Copy each line of the data below with the word "listener".

Data records
======

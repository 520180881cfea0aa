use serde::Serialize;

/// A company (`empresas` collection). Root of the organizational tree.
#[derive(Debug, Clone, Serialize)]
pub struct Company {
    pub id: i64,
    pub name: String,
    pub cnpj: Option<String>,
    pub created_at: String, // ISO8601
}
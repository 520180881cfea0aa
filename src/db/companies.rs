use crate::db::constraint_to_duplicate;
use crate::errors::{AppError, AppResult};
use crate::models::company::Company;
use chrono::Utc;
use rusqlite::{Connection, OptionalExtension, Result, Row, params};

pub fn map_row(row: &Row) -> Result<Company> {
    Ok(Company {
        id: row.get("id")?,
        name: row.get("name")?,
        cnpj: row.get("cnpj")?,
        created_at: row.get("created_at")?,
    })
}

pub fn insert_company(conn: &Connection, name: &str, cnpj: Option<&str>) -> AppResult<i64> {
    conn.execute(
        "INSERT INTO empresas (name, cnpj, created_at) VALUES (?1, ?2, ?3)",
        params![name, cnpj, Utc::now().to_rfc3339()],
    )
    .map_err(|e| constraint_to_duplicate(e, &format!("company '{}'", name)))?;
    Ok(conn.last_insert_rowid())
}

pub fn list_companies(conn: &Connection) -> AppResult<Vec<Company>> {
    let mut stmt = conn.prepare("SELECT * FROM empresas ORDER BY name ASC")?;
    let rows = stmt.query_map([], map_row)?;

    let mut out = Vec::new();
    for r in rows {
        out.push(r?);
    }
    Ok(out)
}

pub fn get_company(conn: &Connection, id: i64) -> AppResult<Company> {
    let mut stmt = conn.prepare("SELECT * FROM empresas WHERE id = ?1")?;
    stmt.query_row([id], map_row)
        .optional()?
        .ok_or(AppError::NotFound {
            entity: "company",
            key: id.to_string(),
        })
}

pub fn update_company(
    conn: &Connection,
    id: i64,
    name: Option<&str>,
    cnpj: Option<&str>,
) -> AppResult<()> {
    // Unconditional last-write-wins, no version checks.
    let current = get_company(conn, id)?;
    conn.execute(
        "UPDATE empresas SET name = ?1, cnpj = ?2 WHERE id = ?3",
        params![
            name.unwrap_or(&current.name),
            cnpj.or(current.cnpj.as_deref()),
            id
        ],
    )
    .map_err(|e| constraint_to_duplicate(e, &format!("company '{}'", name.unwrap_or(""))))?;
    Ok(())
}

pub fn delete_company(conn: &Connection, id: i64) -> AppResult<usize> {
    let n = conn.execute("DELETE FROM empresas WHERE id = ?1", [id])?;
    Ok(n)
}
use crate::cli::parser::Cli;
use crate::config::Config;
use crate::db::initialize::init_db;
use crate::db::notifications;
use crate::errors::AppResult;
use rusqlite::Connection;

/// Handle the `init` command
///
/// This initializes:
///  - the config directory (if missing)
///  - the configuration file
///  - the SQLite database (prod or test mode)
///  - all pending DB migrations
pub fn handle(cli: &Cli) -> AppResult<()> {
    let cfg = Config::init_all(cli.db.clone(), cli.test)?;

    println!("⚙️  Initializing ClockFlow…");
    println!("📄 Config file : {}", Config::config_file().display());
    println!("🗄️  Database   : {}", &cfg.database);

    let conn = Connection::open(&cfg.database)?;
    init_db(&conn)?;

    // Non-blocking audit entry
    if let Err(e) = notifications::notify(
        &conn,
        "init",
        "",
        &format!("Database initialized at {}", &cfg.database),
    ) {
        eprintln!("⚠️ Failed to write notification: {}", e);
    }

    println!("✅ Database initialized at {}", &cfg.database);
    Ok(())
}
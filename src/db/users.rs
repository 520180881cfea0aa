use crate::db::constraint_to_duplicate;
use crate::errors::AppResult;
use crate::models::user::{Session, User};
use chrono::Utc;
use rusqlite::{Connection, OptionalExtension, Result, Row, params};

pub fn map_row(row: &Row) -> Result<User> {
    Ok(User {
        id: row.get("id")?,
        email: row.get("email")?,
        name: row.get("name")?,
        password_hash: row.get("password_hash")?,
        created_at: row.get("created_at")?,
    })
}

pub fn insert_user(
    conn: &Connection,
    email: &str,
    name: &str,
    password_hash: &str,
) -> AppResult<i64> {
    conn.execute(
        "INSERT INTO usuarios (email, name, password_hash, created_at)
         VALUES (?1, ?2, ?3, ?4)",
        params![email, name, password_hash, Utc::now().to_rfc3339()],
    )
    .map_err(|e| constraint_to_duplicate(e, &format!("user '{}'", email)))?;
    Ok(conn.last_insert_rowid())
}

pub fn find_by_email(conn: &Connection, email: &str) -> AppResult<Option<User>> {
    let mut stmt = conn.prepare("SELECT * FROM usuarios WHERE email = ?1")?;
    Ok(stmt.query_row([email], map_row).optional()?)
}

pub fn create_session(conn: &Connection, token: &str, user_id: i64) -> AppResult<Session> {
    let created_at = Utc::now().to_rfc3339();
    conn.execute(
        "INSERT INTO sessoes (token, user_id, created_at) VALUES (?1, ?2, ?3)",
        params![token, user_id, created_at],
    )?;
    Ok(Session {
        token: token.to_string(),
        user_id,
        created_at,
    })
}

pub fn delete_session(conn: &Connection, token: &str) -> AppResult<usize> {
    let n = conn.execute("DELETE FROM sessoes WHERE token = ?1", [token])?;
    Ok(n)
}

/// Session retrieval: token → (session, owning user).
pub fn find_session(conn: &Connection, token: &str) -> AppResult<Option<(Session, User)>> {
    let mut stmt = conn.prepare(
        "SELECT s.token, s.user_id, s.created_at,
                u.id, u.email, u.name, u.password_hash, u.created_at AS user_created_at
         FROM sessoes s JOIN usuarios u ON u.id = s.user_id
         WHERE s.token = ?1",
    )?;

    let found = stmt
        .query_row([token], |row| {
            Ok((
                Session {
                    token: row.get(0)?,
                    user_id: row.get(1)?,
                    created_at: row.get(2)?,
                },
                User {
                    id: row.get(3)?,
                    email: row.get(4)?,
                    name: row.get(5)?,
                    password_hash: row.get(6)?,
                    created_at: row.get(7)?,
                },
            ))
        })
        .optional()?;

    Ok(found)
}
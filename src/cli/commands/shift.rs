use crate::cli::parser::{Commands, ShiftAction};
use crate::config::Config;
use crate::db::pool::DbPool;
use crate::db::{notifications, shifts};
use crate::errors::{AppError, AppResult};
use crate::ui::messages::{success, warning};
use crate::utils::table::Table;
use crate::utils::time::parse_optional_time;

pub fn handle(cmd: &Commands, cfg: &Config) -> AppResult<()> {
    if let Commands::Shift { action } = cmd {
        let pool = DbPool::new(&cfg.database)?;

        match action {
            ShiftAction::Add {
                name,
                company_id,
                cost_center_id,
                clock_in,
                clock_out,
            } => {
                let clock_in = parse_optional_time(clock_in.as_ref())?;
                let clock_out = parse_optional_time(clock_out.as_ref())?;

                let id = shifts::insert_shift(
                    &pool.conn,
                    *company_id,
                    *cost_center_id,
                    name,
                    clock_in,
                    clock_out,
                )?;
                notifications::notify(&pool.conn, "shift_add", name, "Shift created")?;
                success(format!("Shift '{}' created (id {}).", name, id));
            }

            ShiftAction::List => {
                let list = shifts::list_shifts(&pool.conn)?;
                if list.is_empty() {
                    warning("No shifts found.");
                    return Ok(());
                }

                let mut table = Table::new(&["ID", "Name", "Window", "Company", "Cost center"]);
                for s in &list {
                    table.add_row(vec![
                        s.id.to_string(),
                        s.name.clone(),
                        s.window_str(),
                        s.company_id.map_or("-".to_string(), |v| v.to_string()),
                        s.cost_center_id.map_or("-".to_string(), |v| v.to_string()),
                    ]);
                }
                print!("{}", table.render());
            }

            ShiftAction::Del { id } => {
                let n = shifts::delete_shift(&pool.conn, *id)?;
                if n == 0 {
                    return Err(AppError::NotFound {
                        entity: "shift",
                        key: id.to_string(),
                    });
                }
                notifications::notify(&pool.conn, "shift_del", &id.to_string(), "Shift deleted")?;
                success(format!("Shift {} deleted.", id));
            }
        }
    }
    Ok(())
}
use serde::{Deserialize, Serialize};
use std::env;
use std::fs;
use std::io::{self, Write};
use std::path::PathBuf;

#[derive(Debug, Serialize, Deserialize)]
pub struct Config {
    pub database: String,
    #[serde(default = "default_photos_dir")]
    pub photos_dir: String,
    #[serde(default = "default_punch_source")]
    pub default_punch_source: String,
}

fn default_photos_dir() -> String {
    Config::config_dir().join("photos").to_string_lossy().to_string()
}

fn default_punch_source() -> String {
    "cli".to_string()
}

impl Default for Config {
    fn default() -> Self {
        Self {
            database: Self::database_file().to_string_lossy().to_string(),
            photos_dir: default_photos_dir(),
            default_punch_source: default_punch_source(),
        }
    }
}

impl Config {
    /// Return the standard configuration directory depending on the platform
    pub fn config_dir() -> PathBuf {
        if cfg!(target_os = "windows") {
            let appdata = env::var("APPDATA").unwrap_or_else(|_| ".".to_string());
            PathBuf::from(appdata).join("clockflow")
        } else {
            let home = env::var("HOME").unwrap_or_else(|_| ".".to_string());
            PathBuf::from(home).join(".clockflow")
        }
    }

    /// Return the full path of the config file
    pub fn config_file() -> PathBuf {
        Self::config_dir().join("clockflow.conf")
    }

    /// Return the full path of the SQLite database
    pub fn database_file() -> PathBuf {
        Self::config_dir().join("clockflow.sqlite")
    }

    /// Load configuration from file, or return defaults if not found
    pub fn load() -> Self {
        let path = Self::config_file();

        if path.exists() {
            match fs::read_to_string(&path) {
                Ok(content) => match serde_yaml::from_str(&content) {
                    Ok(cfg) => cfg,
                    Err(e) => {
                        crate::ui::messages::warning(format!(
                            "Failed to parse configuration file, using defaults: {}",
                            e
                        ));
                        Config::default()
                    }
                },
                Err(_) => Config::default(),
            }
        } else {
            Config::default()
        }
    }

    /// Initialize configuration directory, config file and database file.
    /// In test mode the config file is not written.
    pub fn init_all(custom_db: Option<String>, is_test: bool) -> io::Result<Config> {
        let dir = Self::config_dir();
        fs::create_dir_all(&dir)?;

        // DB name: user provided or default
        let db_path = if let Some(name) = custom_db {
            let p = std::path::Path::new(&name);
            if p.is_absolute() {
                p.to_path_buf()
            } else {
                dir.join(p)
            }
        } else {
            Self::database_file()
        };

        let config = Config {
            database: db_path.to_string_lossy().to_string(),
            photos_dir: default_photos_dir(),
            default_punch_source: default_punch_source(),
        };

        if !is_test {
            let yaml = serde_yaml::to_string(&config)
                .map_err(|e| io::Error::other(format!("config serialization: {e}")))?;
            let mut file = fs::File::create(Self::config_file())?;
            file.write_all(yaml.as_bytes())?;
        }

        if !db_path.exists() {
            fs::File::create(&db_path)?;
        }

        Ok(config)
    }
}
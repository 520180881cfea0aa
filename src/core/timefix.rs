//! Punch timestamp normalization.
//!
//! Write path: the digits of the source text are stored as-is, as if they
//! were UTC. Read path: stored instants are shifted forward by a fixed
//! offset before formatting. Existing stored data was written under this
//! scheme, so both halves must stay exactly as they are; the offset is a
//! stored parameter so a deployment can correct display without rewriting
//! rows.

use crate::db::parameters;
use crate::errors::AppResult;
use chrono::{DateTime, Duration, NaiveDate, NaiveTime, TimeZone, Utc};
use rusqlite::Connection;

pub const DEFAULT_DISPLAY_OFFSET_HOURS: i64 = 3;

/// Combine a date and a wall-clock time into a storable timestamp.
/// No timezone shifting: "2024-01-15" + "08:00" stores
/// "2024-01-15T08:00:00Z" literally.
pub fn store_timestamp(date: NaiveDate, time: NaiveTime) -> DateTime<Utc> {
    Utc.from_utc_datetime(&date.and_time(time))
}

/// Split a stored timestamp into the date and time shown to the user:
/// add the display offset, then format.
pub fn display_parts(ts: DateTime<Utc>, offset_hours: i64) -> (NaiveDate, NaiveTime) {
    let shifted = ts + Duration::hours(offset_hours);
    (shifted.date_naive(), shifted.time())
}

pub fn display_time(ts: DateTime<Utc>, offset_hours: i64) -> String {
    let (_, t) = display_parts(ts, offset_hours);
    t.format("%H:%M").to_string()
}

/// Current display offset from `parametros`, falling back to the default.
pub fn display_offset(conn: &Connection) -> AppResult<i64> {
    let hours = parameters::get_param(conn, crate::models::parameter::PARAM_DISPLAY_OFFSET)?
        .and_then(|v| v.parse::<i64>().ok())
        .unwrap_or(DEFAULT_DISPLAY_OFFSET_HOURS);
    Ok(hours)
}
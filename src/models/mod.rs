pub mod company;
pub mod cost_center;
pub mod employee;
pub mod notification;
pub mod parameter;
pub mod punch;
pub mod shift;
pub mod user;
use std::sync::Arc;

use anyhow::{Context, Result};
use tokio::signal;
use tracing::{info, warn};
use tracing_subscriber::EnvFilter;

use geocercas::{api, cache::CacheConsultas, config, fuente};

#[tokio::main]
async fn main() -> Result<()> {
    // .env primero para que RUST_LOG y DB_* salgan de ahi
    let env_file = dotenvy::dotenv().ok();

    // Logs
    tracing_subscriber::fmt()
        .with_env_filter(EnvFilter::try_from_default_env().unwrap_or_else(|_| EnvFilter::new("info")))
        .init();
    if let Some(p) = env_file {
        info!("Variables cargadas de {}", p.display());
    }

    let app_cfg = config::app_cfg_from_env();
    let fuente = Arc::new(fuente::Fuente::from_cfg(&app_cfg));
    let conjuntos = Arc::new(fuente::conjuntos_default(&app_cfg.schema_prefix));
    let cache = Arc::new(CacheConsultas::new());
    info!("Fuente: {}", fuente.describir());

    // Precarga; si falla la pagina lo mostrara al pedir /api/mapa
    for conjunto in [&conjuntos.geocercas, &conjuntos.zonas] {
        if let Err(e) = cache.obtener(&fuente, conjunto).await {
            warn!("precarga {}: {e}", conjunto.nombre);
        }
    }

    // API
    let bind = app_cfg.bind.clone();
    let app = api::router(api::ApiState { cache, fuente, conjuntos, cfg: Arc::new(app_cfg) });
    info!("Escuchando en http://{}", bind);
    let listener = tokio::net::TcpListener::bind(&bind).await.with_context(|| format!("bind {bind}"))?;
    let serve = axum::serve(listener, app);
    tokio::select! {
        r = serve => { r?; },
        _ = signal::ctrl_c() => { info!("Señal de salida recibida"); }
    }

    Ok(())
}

======

_ANSWER TO THE EXERCISE_:
    let listener = tokio::net::TcpListener::bind(&bind).await.with_context(|| format!("bind {bind}"))?;
    let serve = axum::serve(listener, app);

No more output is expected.